> [Records for processing]
------------------------------------------------------------

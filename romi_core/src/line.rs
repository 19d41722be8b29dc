//! Reflectance line-sensor array: calibration, normalization, centroid.
//!
//! The array is powered through two enable lines (even and odd banks) only
//! while it is being read. Raw readings are normalized per sensor against a
//! dark and a light baseline captured during calibration, then reduced to a
//! weighted centroid of 1-based sensor positions.
//!
//! Numeric degeneracy never produces an error:
//! - a sensor whose dark and light baselines are equal (or missing) reads 0.5
//! - an all-zero normalized array yields the "line lost" sentinel `N + 1`

use romi_traits::{AnalogInput, Clock, DigitalOutput};
use tracing::{debug, trace, warn};

use crate::calibration::LineCalibration;
use crate::config::LineCfg;
use crate::error::{BuildError, Result};
use crate::hw_error::lift;
use crate::util::round_to_digits;

/// Normalized value reported for a sensor with a degenerate calibration.
pub const NEUTRAL_READING: f64 = 0.5;

/// Normalize one raw reading against its dark/light baselines.
///
/// Computes `(raw - light) / (dark - light)` rounded to `digits` decimals and
/// saturated to [0, 1]. Equal baselines give exactly [`NEUTRAL_READING`].
pub fn normalize_reading(raw: u16, dark: u16, light: u16, digits: u32) -> f64 {
    let span = f64::from(dark) - f64::from(light);
    if span == 0.0 {
        return NEUTRAL_READING;
    }
    let v = round_to_digits((f64::from(raw) - f64::from(light)) / span, digits);
    v.clamp(0.0, 1.0)
}

/// Weighted centroid of 1-based sensor positions.
///
/// Returns `lost` when the values sum to exactly zero.
pub fn centroid_of(values: &[f64], lost: f64) -> f64 {
    let total: f64 = values.iter().sum();
    if total == 0.0 {
        return lost;
    }
    let weighted: f64 = values
        .iter()
        .enumerate()
        .map(|(i, v)| (i + 1) as f64 * v)
        .sum();
    weighted / total
}

pub struct LineCentroidEstimator<A: AnalogInput, E: DigitalOutput, C: Clock> {
    sensors: Vec<A>,
    even: E,
    odd: E,
    clock: C,
    cfg: LineCfg,
    raw: Vec<u16>,
    normalized: Vec<f64>,
    calibration: LineCalibration,
}

impl<A: AnalogInput, E: DigitalOutput, C: Clock> core::fmt::Debug
    for LineCentroidEstimator<A, E, C>
{
    fn fmt(&self, f: &mut core::fmt::Formatter<'_>) -> core::fmt::Result {
        f.debug_struct("LineCentroidEstimator")
            .field("sensors", &self.sensors.len())
            .field("raw", &self.raw)
            .field("normalized", &self.normalized)
            .finish()
    }
}

impl<A: AnalogInput, E: DigitalOutput, C: Clock> LineCentroidEstimator<A, E, C> {
    /// Build an estimator over `sensors` in physical order.
    pub fn new(sensors: Vec<A>, even: E, odd: E, clock: C, cfg: LineCfg) -> Result<Self> {
        if sensors.is_empty() {
            return Err(eyre::Report::new(BuildError::NoSensors));
        }
        let n = sensors.len();
        Ok(Self {
            sensors,
            even,
            odd,
            clock,
            cfg,
            raw: vec![0; n],
            normalized: Vec::with_capacity(n),
            calibration: LineCalibration::default(),
        })
    }

    /// Number of sensors in the array.
    pub fn len(&self) -> usize {
        self.sensors.len()
    }

    pub fn is_empty(&self) -> bool {
        self.sensors.is_empty()
    }

    /// Centroid reported when no sensor sees the line.
    pub fn lost_sentinel(&self) -> f64 {
        (self.sensors.len() + 1) as f64
    }

    /// Centroid of a perfectly centered line.
    pub fn center(&self) -> f64 {
        (self.sensors.len() + 1) as f64 / 2.0
    }

    /// Power both sensor banks.
    pub fn enable(&mut self) -> Result<()> {
        lift(self.even.set_high(), "enabling even sensor bank")?;
        lift(self.odd.set_high(), "enabling odd sensor bank")
    }

    /// Power down both sensor banks.
    pub fn disable(&mut self) -> Result<()> {
        lift(self.even.set_low(), "disabling even sensor bank")?;
        lift(self.odd.set_low(), "disabling odd sensor bank")
    }

    /// Power the array, let it settle, read every channel, power it down.
    ///
    /// The raw sequence is replaced in place. The banks are switched off even
    /// when a channel read fails.
    pub fn read_array(&mut self) -> Result<()> {
        self.enable()?;
        self.clock.sleep(self.cfg.read_settle);
        let read = self.read_channels();
        let off = self.disable();
        read?;
        off?;
        trace!(raw = ?self.raw, "line array read");
        Ok(())
    }

    fn read_channels(&mut self) -> Result<()> {
        for (slot, sensor) in self.raw.iter_mut().zip(self.sensors.iter_mut()) {
            *slot = lift(sensor.read(), "reading line sensor")?;
        }
        Ok(())
    }

    /// Capture the dark baseline and return it.
    pub fn calibrate_dark(&mut self) -> Result<&[u16]> {
        let raw = self.capture()?;
        self.calibration.dark = raw;
        debug!(dark = ?self.calibration.dark, "dark calibration captured");
        self.warn_degenerate();
        Ok(&self.calibration.dark)
    }

    /// Capture the light baseline and return it.
    pub fn calibrate_light(&mut self) -> Result<&[u16]> {
        let raw = self.capture()?;
        self.calibration.light = raw;
        debug!(light = ?self.calibration.light, "light calibration captured");
        self.warn_degenerate();
        Ok(&self.calibration.light)
    }

    fn capture(&mut self) -> Result<Vec<u16>> {
        self.enable()?;
        self.clock.sleep(self.cfg.calibrate_settle);
        let read = self.read_array();
        let off = self.disable();
        read?;
        off?;
        Ok(self.raw.clone())
    }

    fn warn_degenerate(&self) {
        if !self.calibration.is_complete(self.sensors.len()) {
            return;
        }
        for i in self.calibration.degenerate_channels() {
            warn!(sensor = i, "dark and light baselines are equal; sensor will read neutral");
        }
    }

    /// Normalize the latest raw sequence against the calibration.
    ///
    /// Sensors without both baselines read neutral.
    pub fn normalize(&mut self) {
        let digits = self.cfg.round_digits;
        let cal = &self.calibration;
        self.normalized.clear();
        self.normalized
            .extend(self.raw.iter().enumerate().map(|(i, &raw)| {
                match (cal.dark.get(i), cal.light.get(i)) {
                    (Some(&dark), Some(&light)) => normalize_reading(raw, dark, light, digits),
                    _ => NEUTRAL_READING,
                }
            }));
    }

    /// Read and normalize; the per-cycle entry point.
    pub fn update_ir(&mut self) -> Result<&[f64]> {
        self.read_array()?;
        self.normalize();
        Ok(&self.normalized)
    }

    /// Latest normalized sequence (empty before the first normalization).
    pub fn normalized(&self) -> &[f64] {
        &self.normalized
    }

    /// Latest raw sequence.
    pub fn raw(&self) -> &[u16] {
        &self.raw
    }

    /// Weighted centroid of the latest normalized sequence, or
    /// [`lost_sentinel`](Self::lost_sentinel) when it sums to zero.
    pub fn centroid(&self) -> f64 {
        centroid_of(&self.normalized, self.lost_sentinel())
    }

    pub fn calibration(&self) -> &LineCalibration {
        &self.calibration
    }

    /// Restore previously captured baselines.
    pub fn set_calibration(&mut self, calibration: LineCalibration) -> Result<()> {
        let n = self.sensors.len();
        if !calibration.dark.is_empty() && calibration.dark.len() != n {
            return Err(eyre::Report::new(BuildError::InvalidConfig(
                "dark calibration length does not match sensor count",
            )));
        }
        if !calibration.light.is_empty() && calibration.light.len() != n {
            return Err(eyre::Report::new(BuildError::InvalidConfig(
                "light calibration length does not match sensor count",
            )));
        }
        self.calibration = calibration;
        self.warn_degenerate();
        Ok(())
    }
}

------------------------------------------------------------

> [What this task involves]
Go through the listing above, count the lines that contain "zero", and state that number alone.

> [Solution]
3